(1 3),(1 6) and (1 3)--D-glucan physico-chemical features drive their fermentation profile by the human gut microbiota

Mushroom polysaccharides consist of a unique set of polymers that arrive intact in the human large intestine becoming available for fermentation by resident gut bacteria with potential benefits to the host. Here we have obtained four glucans from two mushrooms (Pholiota nameko and Pleurotus pulmonarius) under different extraction conditions and their fermentation profile by human gut bacteria in vitro was evaluated. These glucans were isolated and characterized as (1 -> 3),(1 -> 6)-beta-D-glucans varying in branching pattern and water-solubility.

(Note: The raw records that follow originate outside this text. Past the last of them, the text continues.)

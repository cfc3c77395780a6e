//! Logger module
//!
//! Provides logging utilities for the HTTP server including:
//! - Server lifecycle logging (startup notice with the route list)
//! - Access logging with multiple formats
//! - The error sink that records handler faults
//! - File-based logging support

mod format;
pub mod writer;

pub use format::AccessLogEntry;

use crate::config::Config;
use crate::dispatch::routes::RouteTable;
use crate::dispatch::Fault;
use std::net::SocketAddr;

/// Initialize the logger with configuration
///
/// Should be called once at application startup.
pub fn init(config: &Config) -> std::io::Result<()> {
    writer::init(
        config.logging.access_log_file.as_deref(),
        config.logging.error_log_file.as_deref(),
    )
}

/// Write to info/access log
fn write_info(message: &str) {
    if writer::is_initialized() {
        writer::get().write_info(message);
    } else {
        println!("{message}");
    }
}

/// Write to error log
fn write_error(message: &str) {
    if writer::is_initialized() {
        writer::get().write_error(message);
    } else {
        eprintln!("{message}");
    }
}

/// Write to access log specifically
fn write_access(message: &str) {
    if writer::is_initialized() {
        writer::get().write_access(message);
    } else {
        println!("{message}");
    }
}

/// Emit the startup notice: bound address, static root, and the route list.
pub fn log_server_start(addr: &SocketAddr, config: &Config, routes: &RouteTable) {
    write_info("======================================");
    write_info("webstead started successfully");
    write_info(&format!("Listening on: http://{addr}"));
    write_info(&format!("Static root: {}", config.site.root));
    if let Some(workers) = config.server.workers {
        write_info(&format!("Worker threads: {workers}"));
    }
    write_info("Routes:");
    for entry in routes.entries() {
        let method = entry.method().map_or("any", hyper::Method::as_str);
        write_info(&format!(
            "  {:<4} {:<12} ({})",
            method,
            entry.pattern().to_string(),
            entry.name()
        ));
    }
    write_info("  GET  /<asset>     (static files under the root)");
    write_info("======================================\n");
}

/// Record a handler fault to the error log.
///
/// Full detail stays server-side; the client only ever sees the generic 500
/// body built by the dispatcher.
pub fn log_handler_fault(fault: &Fault) {
    write_error(&format!("[FAULT] Route handler failed: {fault}"));
}

/// Log a formatted access log entry
pub fn log_access(entry: &AccessLogEntry, format: &str) {
    write_access(&entry.format(format));
}

pub fn log_error(message: &str) {
    write_error(&format!("[ERROR] {message}"));
}

pub fn log_warning(message: &str) {
    write_error(&format!("[WARN] {message}"));
}

pub fn log_connection_error(err: &impl std::fmt::Debug) {
    write_error(&format!("[ERROR] Failed to serve connection: {err:?}"));
}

An aliquot of each (1 -> 3),(1 -> 6)-beta-D-glucan was subjected to controlled smith degradation process in order to obtain a linear (1 -> 3)-beta-D-glucan from each fraction. The four beta-D-glucans demonstrated different water solubilities and molar mass ranging from 2.2 x 10(5) g.mol(-1) to 1.9 x 10(6) g.mol(-1). In vitro fermentation of the glucans by human gut microbiota showed they induced different short chain fatty acid production (52.0-97.0 mM/50 mg carbohydrates), but an overall consistent high propionate amount (28.5-30.3 % of total short chain fatty acids produced). All glucans promoted Bacteroides uniformis, whereas Anaerostipes sp. and Bacteroides ovatus promotion was strongly driven by the beta-D-glucans solubility and/or branching pattern, highlighting the importance of beta-D-glucan discrete structures to their fermentation by the human gut microbiota.